Adaptive Sequential Designs have been widely used in human clinical trials for new drug development since the 1970s, and can provide a variety of advantages over non-adaptive designs. In 2008, Potvin et al. proposed a hybrid of a group sequential design and adaptive sequential design: a two-stage group sequential design with sample size re-estimation based on the variance estimated from the first stage.[i]

In Bioequivalence trials, this design has been accepted and recommended by the major regulatory bodies (US FDA, EU/EMA, Health Canada). Potvin recommended three methods: methods B, C, and D, which were three variations of adaptive sequential methods based on type I error level, power calculation, stopping rules, and re-estimate sample size.[i]

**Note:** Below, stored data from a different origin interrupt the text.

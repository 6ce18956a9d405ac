//! ABI register index constants.
//!
//! Only the registers the platform touches by name (boot protocol and the
//! SBI calling convention) are listed.

/// Return address (x1).
pub const REG_RA: usize = 1;
/// Stack pointer (x2).
pub const REG_SP: usize = 2;
/// Argument/return register a0 (x10).
pub const REG_A0: usize = 10;
/// Argument/return register a1 (x11).
pub const REG_A1: usize = 11;
/// Argument register a2 (x12).
pub const REG_A2: usize = 12;
/// SBI function id register a6 (x16).
pub const REG_A6: usize = 16;
/// SBI extension id register a7 (x17).
pub const REG_A7: usize = 17;
//! RV32 SoC emulator library.
//!
//! This crate implements a 32-bit RISC-V system emulator with the following:
//! 1. **Core:** RV32IMAFDC interpreter (FP as data movement), M/S/U
//!    privilege modes, Sv32 translation, and the trap architecture.
//! 2. **Platform:** DRAM plus a 16550-like UART, CLINT, PLIC, and stub
//!    VirtIO slots behind one memory fabric.
//! 3. **Acceleration:** a translation-block cache with a block interpreter
//!    and a hotness-driven x86-64 template JIT with chain linking and an
//!    optional async compile pool.
//! 4. **Scheduling:** round-robin single-thread or one-thread-per-hart
//!    execution of up to four harts with cross-hart IPI and LR/SC
//!    coordination.
//! 5. **Surface:** machine options, ELF32/raw loaders, the SBI shim, and
//!    the `RV32SIM_EXPERIMENTAL_*` tuning knobs.

/// Common types and constants (memory map, modes, traps).
pub mod common;
/// Machine options and tuning-knob parsing.
pub mod config;
/// Control and status registers.
pub mod csr;
/// Per-instruction interpreter.
pub mod exec;
/// Architectural per-hart state.
pub mod hart;
/// Instruction set: decode, RVC expansion, constant tables.
pub mod isa;
/// Native code generation for translation blocks.
pub mod jit;
/// Guest image loading.
pub mod loader;
/// Machine aggregate: options, platform, harts.
pub mod machine;
/// Sv32 translation and virtual memory access.
pub mod mmu;
/// Execution scheduling.
pub mod run;
/// SBI shim for S-mode environment calls.
pub mod sbi;
/// System-on-chip: memory fabric and devices.
pub mod soc;
/// Process-wide TB/JIT statistics.
pub mod stats;
/// Translation-block cache and block execution.
pub mod tb;
/// Trap entry, delegation, and interrupt selection.
pub mod trap;

/// Machine construction options; deserialize from JSON or use the defaults.
pub use crate::config::MachineOptions;
/// Architectural hart state.
pub use crate::hart::Hart;
/// The emulated machine; construct with `Machine::new`.
pub use crate::machine::{Machine, MachineError};
/// Top-level run entry point.
pub use crate::run::run;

Major Advantages of Adaptive Sequential Designs

There are a number of major advantages when discussing adaptive sequential design; 

  1. Statistical efficiency: an adaptive design can provide a greater chance to detect a true drug effect (i.e., greater statistical power) than a comparable non-adaptive design.
  2. Ethical considerations: an adaptive design can stop a trial early if it becomes clear that the trial is unlikely to demonstrate that effectiveness can reduce the number of patients exposed to the unnecessary risk of an ineffective investigational treatment.
  3. Dynamic understanding of drug effects.
  4. Acceptability to stakeholders: the sponsors might be more willing to commit to a trial that allows planned design modifications based on accumulating information because of the added trial flexibility.
  5. Multiple Trials: adaptive design provides the chance to avoid a trial with inadequate statistical power, and therefore helps ensure that the trial would efficiently and reliably achieve its objective.
  6. Unprecedented COVID-19 challenges: study interruptions that can lead to using multiple batches in a single study due to batch expiration, partial data due to participant drop out.
  7. The variability of uncertainty: there is very little information on the intra‐subject variance, or the estimate of the intra‐subject variance from the literature has large uncertainty.
  8. The assessment of safety and effectiveness: the trial was to select an appropriate dose and confirm the safety and effectiveness of that dose in a timely manner.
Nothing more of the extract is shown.